01:00:28 Daniel Marbach
Yes you can. Yeah. Of course. Yeah.
01:00:30 Speaker 14
If you have it inside.
01:00:30 Daniel Marbach
I have it inside. Yes. Yeah. But that's an implementation detail. Yeah. Yeah. Any other questions? Yeah.
01:00:45 Speaker 15
How do you get the concurrency?
01:00:46 Daniel Marbach
How do you get the concurrency?
01:00:54 Daniel Marbach
In parallel? Okay. So what I like to say, it's concurrent. So it's not parallel because we are doing async/await. It can be parallel but it doesn't necessarily have to be. But what you can do is inside, for example, if you have a tree of responsibilities, each fork connector can for example, to decide to create multiple forks. And instead of awaiting each fork, you can basically spawn off all the forks and then do a task in all on these forks. And then you have concurrent execution of forks.
01:01:31 Daniel Marbach
But what for example, we also do... Let me briefly show you this here on this picture. So what the message pump does is it has a concurrency setting.

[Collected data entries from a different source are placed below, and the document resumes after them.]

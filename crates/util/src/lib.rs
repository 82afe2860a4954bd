pub mod config;

use std::{env, net::SocketAddr};

pub use config::{AppConfig, ConfigError, Environment};

pub const DEFAULT_BIND_ADDR: &str = "127.0.0.1:3000";
pub const DEFAULT_DATABASE_URL: &str = "sqlite://jobposts.db?mode=rwc";

/// Loads environment variables from `.env` when available.
///
/// Missing files are ignored so the function is safe in production builds
/// where dotenv files are not deployed.
pub fn load_env_file() {
    let _ = dotenvy::dotenv();
}

/// Returns the address the HTTP server should bind to.
///
/// The value is resolved from the `APP_BIND_ADDR` environment variable and
/// falls back to [`DEFAULT_BIND_ADDR`] when the variable is not set.
pub fn server_bind_address() -> Result<SocketAddr, std::net::AddrParseError> {
    let value = env::var("APP_BIND_ADDR").unwrap_or_else(|_| DEFAULT_BIND_ADDR.to_string());
    value.parse()
}

/// Returns the connection string for the job post store.
///
/// Reads `APP_DATABASE_URL`, falling back to [`DEFAULT_DATABASE_URL`]. Blank
/// values are treated as unset.
pub fn database_url() -> String {
    env::var("APP_DATABASE_URL")
        .ok()
        .map(|value| value.trim().to_string())
        .filter(|value| !value.is_empty())
        .unwrap_or_else(|| DEFAULT_DATABASE_URL.to_string())
}
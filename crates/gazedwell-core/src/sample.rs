//! Gaze sample loading from delimited text.
//!
//! Layout is positional: `X, Y, Pupil, Timestamp, ...` after a fixed number
//! of leading label rows. The delimiter is sniffed from a candidate list:
//! the first candidate that splits the file into more than one column wins.
//! This is a heuristic, and both knobs live in [`InputFormat`] so callers can
//! pin them down instead of relying on the defaults.

use serde::{Deserialize, Serialize};
use std::path::{Path, PathBuf};
use thiserror::Error;

/// X, Y, Pupil, Timestamp.
pub const MIN_COLUMNS: usize = 4;

const COLUMN_NAMES: [&str; MIN_COLUMNS] = ["X", "Y", "Pupil", "Timestamp"];

#[derive(Error, Debug)]
pub enum LoadError {
    #[error("failed to read gaze data {path}: {source}")]
    Io {
        path: PathBuf,
        #[source]
        source: std::io::Error,
    },
    #[error("gaze data must have at least 4 columns, found {found}")]
    InsufficientColumns { found: usize },
    #[error("row {row}: {column} value {value:?} is not a finite number")]
    MalformedSample {
        row: usize,
        column: &'static str,
        value: String,
    },
}

/// What to do with a row whose coordinates or timestamp do not parse.
#[derive(Debug, Clone, Copy, Default, PartialEq, Eq, Serialize, Deserialize)]
#[serde(rename_all = "snake_case")]
pub enum MalformedPolicy {
    /// Drop the row, log it, and record it in [`LoadedSamples::skipped`].
    #[default]
    Skip,
    /// Fail the whole file on the first bad row.
    Fail,
}

/// Describes how a gaze file is laid out.
#[derive(Debug, Clone, PartialEq, Serialize, Deserialize)]
#[serde(default)]
pub struct InputFormat {
    /// Tried in order; the first one yielding more than one column is used.
    pub delimiter_candidates: Vec<char>,
    /// Leading non-blank rows dropped before data starts.
    pub header_rows_to_skip: usize,
    pub on_malformed: MalformedPolicy,
}

impl Default for InputFormat {
    fn default() -> Self {
        Self {
            delimiter_candidates: vec!['\t', ','],
            header_rows_to_skip: 1,
            on_malformed: MalformedPolicy::Skip,
        }
    }
}

/// One eye-tracking observation.
#[derive(Debug, Clone, PartialEq, Serialize, Deserialize)]
pub struct GazeSample {
    pub x: f64,
    pub y: f64,
    /// `NaN` when the source value was not numeric; unused by attribution.
    pub pupil: f64,
    pub timestamp: f64,
    /// Columns past the fourth, kept verbatim.
    #[serde(default, skip_serializing_if = "Vec::is_empty")]
    pub extra: Vec<String>,
}

impl GazeSample {
    pub fn new(x: f64, y: f64, timestamp: f64) -> Self {
        Self {
            x,
            y,
            pupil: f64::NAN,
            timestamp,
            extra: Vec::new(),
        }
    }
}

/// A data row that was dropped under [`MalformedPolicy::Skip`].
#[derive(Debug, Clone, PartialEq, Eq, Serialize)]
pub struct SkippedRow {
    /// 1-based physical line number.
    pub row: usize,
    pub column: &'static str,
    pub value: String,
}

/// Output of a load: samples in file order plus what was learned on the way.
#[derive(Debug, Clone)]
pub struct LoadedSamples {
    pub samples: Vec<GazeSample>,
    pub skipped: Vec<SkippedRow>,
    pub delimiter: char,
    pub columns: usize,
}

/// Load gaze samples from a delimited text file.
pub fn load(path: impl AsRef<Path>, format: &InputFormat) -> Result<LoadedSamples, LoadError> {
    let path = path.as_ref();
    let text = std::fs::read_to_string(path).map_err(|source| LoadError::Io {
        path: path.to_path_buf(),
        source,
    })?;

    let loaded = parse_str(&text, format)?;
    tracing::info!(
        path = %path.display(),
        samples = loaded.samples.len(),
        skipped = loaded.skipped.len(),
        columns = loaded.columns,
        delimiter = ?loaded.delimiter,
        "loaded gaze samples"
    );
    Ok(loaded)
}

/// Parse gaze samples from in-memory delimited text.
pub fn parse_str(text: &str, format: &InputFormat) -> Result<LoadedSamples, LoadError> {
    // Blank lines never count as rows, header or data.
    let lines: Vec<(usize, &str)> = text
        .lines()
        .enumerate()
        .map(|(i, line)| (i + 1, line))
        .filter(|(_, line)| !line.trim().is_empty())
        .collect();

    let (delimiter, columns) = sniff_delimiter(&lines, &format.delimiter_candidates);
    tracing::debug!(delimiter = ?delimiter, columns, "sniffed gaze data delimiter");

    if columns < MIN_COLUMNS {
        return Err(LoadError::InsufficientColumns { found: columns });
    }

    let mut samples = Vec::with_capacity(lines.len().saturating_sub(format.header_rows_to_skip));
    let mut skipped = Vec::new();

    for &(row, line) in lines.iter().skip(format.header_rows_to_skip) {
        match parse_row(row, line, delimiter) {
            Ok(sample) => samples.push(sample),
            Err(LoadError::MalformedSample { row, column, value })
                if format.on_malformed == MalformedPolicy::Skip =>
            {
                tracing::warn!(row, column, value = %value, "skipping malformed gaze sample");
                skipped.push(SkippedRow { row, column, value });
            }
            Err(e) => return Err(e),
        }
    }

    Ok(LoadedSamples {
        samples,
        skipped,
        delimiter,
        columns,
    })
}

/// Pick the first candidate that splits the input into more than one column.
///
/// Falls back to the first candidate when none does. Column count is the
/// widest physical row, header included.
fn sniff_delimiter(lines: &[(usize, &str)], candidates: &[char]) -> (char, usize) {
    let column_count = |delimiter: char| {
        lines
            .iter()
            .map(|(_, line)| line.split(delimiter).count())
            .max()
            .unwrap_or(0)
    };

    for &candidate in candidates {
        let columns = column_count(candidate);
        if columns > 1 {
            return (candidate, columns);
        }
    }

    let fallback = candidates.first().copied().unwrap_or(',');
    (fallback, column_count(fallback))
}

fn parse_row(row: usize, line: &str, delimiter: char) -> Result<GazeSample, LoadError> {
    let fields: Vec<&str> = line.split(delimiter).map(str::trim).collect();
    if fields.len() < MIN_COLUMNS {
        return Err(LoadError::MalformedSample {
            row,
            column: COLUMN_NAMES[fields.len()],
            value: String::new(),
        });
    }

    let x = parse_number(row, "X", fields[0])?;
    let y = parse_number(row, "Y", fields[1])?;
    let timestamp = parse_number(row, "Timestamp", fields[3])?;
    let pupil = fields[2].parse::<f64>().unwrap_or_else(|_| {
        tracing::debug!(row, value = fields[2], "non-numeric pupil value");
        f64::NAN
    });

    Ok(GazeSample {
        x,
        y,
        pupil,
        timestamp,
        extra: fields[MIN_COLUMNS..].iter().map(|f| f.to_string()).collect(),
    })
}

fn parse_number(row: usize, column: &'static str, raw: &str) -> Result<f64, LoadError> {
    raw.parse::<f64>()
        .ok()
        .filter(|v| v.is_finite())
        .ok_or_else(|| LoadError::MalformedSample {
            row,
            column,
            value: raw.to_string(),
        })
}

#[cfg(test)]
mod tests {
    use super::*;

    #[test]
    fn test_parse_tab_delimited() {
        let text = "X\tY\tPupil\tTimestamp\n1\t2\t3.5\t100\n4\t5\t3.6\t110\n";
        let loaded = parse_str(text, &InputFormat::default()).unwrap();
        assert_eq!(loaded.delimiter, '\t');
        assert_eq!(loaded.columns, 4);
        assert_eq!(loaded.samples.len(), 2);
        assert_eq!(loaded.samples[0], GazeSample { x: 1.0, y: 2.0, pupil: 3.5, timestamp: 100.0, extra: vec![] });
    }

    #[test]
    fn test_parse_falls_back_to_comma() {
        let text = "a,b,c,d,e\n1,2,3,4,left\n";
        let loaded = parse_str(text, &InputFormat::default()).unwrap();
        assert_eq!(loaded.delimiter, ',');
        assert_eq!(loaded.columns, 5);
        assert_eq!(loaded.samples[0].extra, vec!["left".to_string()]);
        assert_eq!(loaded.samples[0].timestamp, 4.0);
    }

    #[test]
    fn test_insufficient_columns() {
        let text = "X,Y,T\n1,2,3\n4,5,6\n";
        match parse_str(text, &InputFormat::default()) {
            Err(LoadError::InsufficientColumns { found }) => assert_eq!(found, 3),
            other => panic!("expected InsufficientColumns, got {other:?}"),
        }
    }

    #[test]
    fn test_empty_input_has_no_columns() {
        match parse_str("", &InputFormat::default()) {
            Err(LoadError::InsufficientColumns { found }) => assert_eq!(found, 0),
            other => panic!("expected InsufficientColumns, got {other:?}"),
        }
    }

    #[test]
    fn test_header_only_yields_no_samples() {
        let loaded = parse_str("X\tY\tPupil\tTimestamp\n", &InputFormat::default()).unwrap();
        assert!(loaded.samples.is_empty());
        assert!(loaded.skipped.is_empty());
    }

    #[test]
    fn test_header_is_dropped_unconditionally() {
        // A numeric first row is still treated as a label row.
        let text = "9,9,9,9\n1,1,1,1\n";
        let loaded = parse_str(text, &InputFormat::default()).unwrap();
        assert_eq!(loaded.samples.len(), 1);
        assert_eq!(loaded.samples[0].x, 1.0);
    }

    #[test]
    fn test_custom_header_rows() {
        let format = InputFormat { header_rows_to_skip: 0, ..InputFormat::default() };
        let loaded = parse_str("1,2,3,4\n5,6,7,8\n", &format).unwrap();
        assert_eq!(loaded.samples.len(), 2);
    }

    #[test]
    fn test_blank_lines_ignored() {
        let text = "\nX,Y,P,T\n\n1,2,3,4\r\n   \n5,6,7,8\r\n";
        let loaded = parse_str(text, &InputFormat::default()).unwrap();
        assert_eq!(loaded.samples.len(), 2);
        assert_eq!(loaded.samples[1].timestamp, 8.0);
    }

    #[test]
    fn test_malformed_row_skipped_leniently() {
        let text = "X,Y,P,T\n1,2,3,4\nabc,2,3,5\n1,2,3,\n7,8,9,10\n";
        let loaded = parse_str(text, &InputFormat::default()).unwrap();
        assert_eq!(loaded.samples.len(), 2);
        assert_eq!(loaded.skipped.len(), 2);
        assert_eq!(loaded.skipped[0], SkippedRow { row: 3, column: "X", value: "abc".into() });
        assert_eq!(loaded.skipped[1].column, "Timestamp");
        assert_eq!(loaded.skipped[1].row, 4);
    }

    #[test]
    fn test_short_row_skipped() {
        let text = "X,Y,P,T\n1,2\n3,4,5,6\n";
        let loaded = parse_str(text, &InputFormat::default()).unwrap();
        assert_eq!(loaded.samples.len(), 1);
        assert_eq!(loaded.skipped[0].column, "Pupil");
    }

    #[test]
    fn test_non_finite_rejected() {
        let text = "X,Y,P,T\nNaN,2,3,4\n1,inf,3,4\n";
        let loaded = parse_str(text, &InputFormat::default()).unwrap();
        assert!(loaded.samples.is_empty());
        assert_eq!(loaded.skipped.len(), 2);
    }

    #[test]
    fn test_malformed_row_fails_strictly() {
        let format = InputFormat { on_malformed: MalformedPolicy::Fail, ..InputFormat::default() };
        let text = "X,Y,P,T\n1,2,3,4\n1,oops,3,5\n";
        match parse_str(text, &format) {
            Err(LoadError::MalformedSample { row, column, value }) => {
                assert_eq!(row, 3);
                assert_eq!(column, "Y");
                assert_eq!(value, "oops");
            }
            other => panic!("expected MalformedSample, got {other:?}"),
        }
    }

    #[test]
    fn test_non_numeric_pupil_kept_as_nan() {
        let text = "X,Y,P,T\n1,2,-,4\n";
        let loaded = parse_str(text, &InputFormat::default()).unwrap();
        assert_eq!(loaded.samples.len(), 1);
        assert!(loaded.samples[0].pupil.is_nan());
    }

    #[test]
    fn test_whitespace_around_fields() {
        let text = "X, Y, P, T\n 1 , 2 , 3 , 4 \n";
        let loaded = parse_str(text, &InputFormat::default()).unwrap();
        assert_eq!(loaded.samples[0].x, 1.0);
        assert_eq!(loaded.samples[0].timestamp, 4.0);
    }

    #[test]
    fn test_file_order_preserved() {
        let text = "X,Y,P,T\n1,1,0,30\n2,2,0,10\n3,3,0,20\n";
        let loaded = parse_str(text, &InputFormat::default()).unwrap();
        let ts: Vec<f64> = loaded.samples.iter().map(|s| s.timestamp).collect();
        assert_eq!(ts, vec![30.0, 10.0, 20.0]);
    }

    #[test]
    fn test_single_delimiter_candidate() {
        let format = InputFormat { delimiter_candidates: vec![';'], ..InputFormat::default() };
        let loaded = parse_str("a;b;c;d\n1;2;3;4\n", &format).unwrap();
        assert_eq!(loaded.delimiter, ';');
        assert_eq!(loaded.samples.len(), 1);
    }

    #[test]
    fn test_load_missing_file() {
        match load("/nonexistent/gaze.csv", &InputFormat::default()) {
            Err(LoadError::Io { path, .. }) => assert!(path.ends_with("gaze.csv")),
            other => panic!("expected Io, got {other:?}"),
        }
    }
}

For example, it can be 100, right? So what we do is we basically pick 100 messages and then we have 100 concurrent chain of responsibilities, with potential multiple forks inside that chain of responsibility running on one or multiple threats. Does that answer your question?
01:02:01 Speaker 15
Yeah. I think so.
01:02:02 Daniel Marbach
Cool. Any other questions? Oh, then thanks.